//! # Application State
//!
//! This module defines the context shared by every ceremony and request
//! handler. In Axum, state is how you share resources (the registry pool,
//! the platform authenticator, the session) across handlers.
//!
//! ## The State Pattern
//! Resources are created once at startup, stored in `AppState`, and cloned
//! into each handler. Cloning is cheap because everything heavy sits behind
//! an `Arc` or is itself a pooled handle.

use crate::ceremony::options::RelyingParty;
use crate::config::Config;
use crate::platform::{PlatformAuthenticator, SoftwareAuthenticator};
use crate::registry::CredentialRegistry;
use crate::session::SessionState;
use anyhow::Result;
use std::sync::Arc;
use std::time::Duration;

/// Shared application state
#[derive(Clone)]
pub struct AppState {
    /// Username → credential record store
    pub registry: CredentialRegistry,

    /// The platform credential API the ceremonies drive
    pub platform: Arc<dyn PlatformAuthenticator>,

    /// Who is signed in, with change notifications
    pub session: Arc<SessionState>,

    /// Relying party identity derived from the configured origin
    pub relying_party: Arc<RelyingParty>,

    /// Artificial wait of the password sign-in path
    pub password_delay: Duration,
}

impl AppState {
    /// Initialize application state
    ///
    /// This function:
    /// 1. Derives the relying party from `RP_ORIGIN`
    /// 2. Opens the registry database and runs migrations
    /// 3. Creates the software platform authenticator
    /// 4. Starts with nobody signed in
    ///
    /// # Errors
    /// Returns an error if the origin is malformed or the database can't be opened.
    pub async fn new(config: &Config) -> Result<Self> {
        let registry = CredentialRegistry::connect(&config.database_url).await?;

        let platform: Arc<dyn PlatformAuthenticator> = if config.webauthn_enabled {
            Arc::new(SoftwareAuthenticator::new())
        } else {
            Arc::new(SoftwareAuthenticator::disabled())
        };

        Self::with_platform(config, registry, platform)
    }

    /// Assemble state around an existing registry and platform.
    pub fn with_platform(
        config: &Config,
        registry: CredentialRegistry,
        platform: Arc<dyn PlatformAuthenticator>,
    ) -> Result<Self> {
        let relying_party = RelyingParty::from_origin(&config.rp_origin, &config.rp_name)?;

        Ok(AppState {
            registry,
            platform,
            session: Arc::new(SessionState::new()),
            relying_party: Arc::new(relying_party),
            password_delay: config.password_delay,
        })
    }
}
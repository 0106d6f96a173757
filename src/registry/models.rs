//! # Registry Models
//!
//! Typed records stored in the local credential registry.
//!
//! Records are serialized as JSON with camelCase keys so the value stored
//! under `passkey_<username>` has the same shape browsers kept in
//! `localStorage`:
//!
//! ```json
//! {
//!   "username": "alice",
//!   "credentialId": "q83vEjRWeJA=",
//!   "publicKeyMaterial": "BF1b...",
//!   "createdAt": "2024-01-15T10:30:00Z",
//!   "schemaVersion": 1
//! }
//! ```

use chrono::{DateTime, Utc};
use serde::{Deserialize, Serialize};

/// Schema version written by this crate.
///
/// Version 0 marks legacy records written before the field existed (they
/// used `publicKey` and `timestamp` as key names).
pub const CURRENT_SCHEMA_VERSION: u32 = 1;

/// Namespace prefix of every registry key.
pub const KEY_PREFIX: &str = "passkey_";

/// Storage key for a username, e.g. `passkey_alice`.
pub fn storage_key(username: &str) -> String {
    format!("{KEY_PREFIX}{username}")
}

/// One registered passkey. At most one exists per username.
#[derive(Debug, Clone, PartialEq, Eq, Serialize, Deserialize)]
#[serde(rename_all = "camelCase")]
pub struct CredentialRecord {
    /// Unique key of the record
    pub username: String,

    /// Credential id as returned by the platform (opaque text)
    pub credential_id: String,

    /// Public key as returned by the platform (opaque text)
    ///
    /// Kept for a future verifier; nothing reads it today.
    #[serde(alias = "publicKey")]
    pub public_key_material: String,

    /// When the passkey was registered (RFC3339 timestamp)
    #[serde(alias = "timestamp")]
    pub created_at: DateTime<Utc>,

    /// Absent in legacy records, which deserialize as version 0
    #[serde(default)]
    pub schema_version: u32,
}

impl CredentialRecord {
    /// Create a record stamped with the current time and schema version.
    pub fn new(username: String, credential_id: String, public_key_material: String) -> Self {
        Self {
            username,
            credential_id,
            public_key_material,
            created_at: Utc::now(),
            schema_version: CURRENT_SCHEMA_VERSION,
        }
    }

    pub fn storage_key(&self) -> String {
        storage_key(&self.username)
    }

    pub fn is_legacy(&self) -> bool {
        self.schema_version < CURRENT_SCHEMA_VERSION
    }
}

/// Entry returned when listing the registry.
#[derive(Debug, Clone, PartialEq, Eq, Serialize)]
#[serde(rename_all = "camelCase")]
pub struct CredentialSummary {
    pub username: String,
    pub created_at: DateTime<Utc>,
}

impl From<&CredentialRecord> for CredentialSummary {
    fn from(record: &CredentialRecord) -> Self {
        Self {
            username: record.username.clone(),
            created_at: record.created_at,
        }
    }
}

Description of the task - Write out the records above exactly as given.

Written answer -
//! # Application State
//!
//! This module defines the context shared by every ceremony and request
//! handler. In Axum, state is how you share resources (the registry pool,
//! the platform authenticator, the session) across handlers.
//!
//! ## The State Pattern
//! Resources are created once at startup, stored in `AppState`, and cloned
//! into each handler. Cloning is cheap because everything heavy sits behind
//! an `Arc` or is itself a pooled handle.

use crate::ceremony::options::RelyingParty;
use crate::config::Config;
use crate::platform::{PlatformAuthenticator, SoftwareAuthenticator};
use crate::registry::CredentialRegistry;
use crate::session::SessionState;
use anyhow::Result;
use std::sync::Arc;
use std::time::Duration;

/// Shared application state
#[derive(Clone)]
pub struct AppState {
    /// Username → credential record store
    pub registry: CredentialRegistry,

    /// The platform credential API the ceremonies drive
    pub platform: Arc<dyn PlatformAuthenticator>,

    /// Who is signed in, with change notifications
    pub session: Arc<SessionState>,

    /// Relying party identity derived from the configured origin
    pub relying_party: Arc<RelyingParty>,

    /// Artificial wait of the password sign-in path
    pub password_delay: Duration,
}

impl AppState {
    /// Initialize application state
    ///
    /// This function:
    /// 1. Derives the relying party from `RP_ORIGIN`
    /// 2. Opens the registry database and runs migrations
    /// 3. Creates the software platform authenticator
    /// 4. Starts with nobody signed in
    ///
    /// # Errors
    /// Returns an error if the origin is malformed or the database can't be opened.
    pub async fn new(config: &Config) -> Result<Self> {
        let registry = CredentialRegistry::connect(&config.database_url).await?;

        let platform: Arc<dyn PlatformAuthenticator> = if config.webauthn_enabled {
            Arc::new(SoftwareAuthenticator::new())
        } else {
            Arc::new(SoftwareAuthenticator::disabled())
        };

        Self::with_platform(config, registry, platform)
    }

    /// Assemble state around an existing registry and platform.
    pub fn with_platform(
        config: &Config,
        registry: CredentialRegistry,
        platform: Arc<dyn PlatformAuthenticator>,
    ) -> Result<Self> {
        let relying_party = RelyingParty::from_origin(&config.rp_origin, &config.rp_name)?;

        Ok(AppState {
            registry,
            platform,
            session: Arc::new(SessionState::new()),
            relying_party: Arc::new(relying_party),
            password_delay: config.password_delay,
        })
    }
}
repository 0106d6f96a173757
filename src/registry/models.rs
//! # Registry Models
//!
//! Typed records stored in the local credential registry.
//!
//! Records are serialized as JSON with camelCase keys so the value stored
//! under `passkey_<username>` has the same shape browsers kept in
//! `localStorage`:
//!
//! ```json
//! {
//!   "username": "alice",
//!   "credentialId": "q83vEjRWeJA=",
//!   "publicKeyMaterial": "BF1b...",
//!   "createdAt": "2024-01-15T10:30:00Z",
//!   "schemaVersion": 1
//! }
//! ```

use chrono::{DateTime, Utc};
use serde::{Deserialize, Serialize};

/// Schema version written by this crate.
///
/// Version 0 marks legacy records written before the field existed (they
/// used `publicKey` and `timestamp` as key names).
pub const CURRENT_SCHEMA_VERSION: u32 = 1;

/// Namespace prefix of every registry key.
pub const KEY_PREFIX: &str = "passkey_";

/// Storage key for a username, e.g. `passkey_alice`.
pub fn storage_key(username: &str) -> String {
    format!("{KEY_PREFIX}{username}")
}

/// One registered passkey. At most one exists per username.
#[derive(Debug, Clone, PartialEq, Eq, Serialize, Deserialize)]
#[serde(rename_all = "camelCase")]
pub struct CredentialRecord {
    /// Unique key of the record
    pub username: String,

    /// Credential id as returned by the platform (opaque text)
    pub credential_id: String,

    /// Public key as returned by the platform (opaque text)
    ///
    /// Kept for a future verifier; nothing reads it today.
    #[serde(alias = "publicKey")]
    pub public_key_material: String,

    /// When the passkey was registered (RFC3339 timestamp)
    #[serde(alias = "timestamp")]
    pub created_at: DateTime<Utc>,

    /// Absent in legacy records, which deserialize as version 0
    #[serde(default)]
    pub schema_version: u32,
}

impl CredentialRecord {
    /// Create a record stamped with the current time and schema version.
    pub fn new(username: String, credential_id: String, public_key_material: String) -> Self {
        Self {
            username,
            credential_id,
            public_key_material,
            created_at: Utc::now(),
            schema_version: CURRENT_SCHEMA_VERSION,
        }
    }

    pub fn storage_key(&self) -> String {
        storage_key(&self.username)
    }

    pub fn is_legacy(&self) -> bool {
        self.schema_version < CURRENT_SCHEMA_VERSION
    }
}

/// Entry returned when listing the registry.
#[derive(Debug, Clone, PartialEq, Eq, Serialize)]
#[serde(rename_all = "camelCase")]
pub struct CredentialSummary {
    pub username: String,
    pub created_at: DateTime<Utc>,
}

impl From<&CredentialRecord> for CredentialSummary {
    fn from(record: &CredentialRecord) -> Self {
        Self {
            username: record.username.clone(),
            created_at: record.created_at,
        }
    }
}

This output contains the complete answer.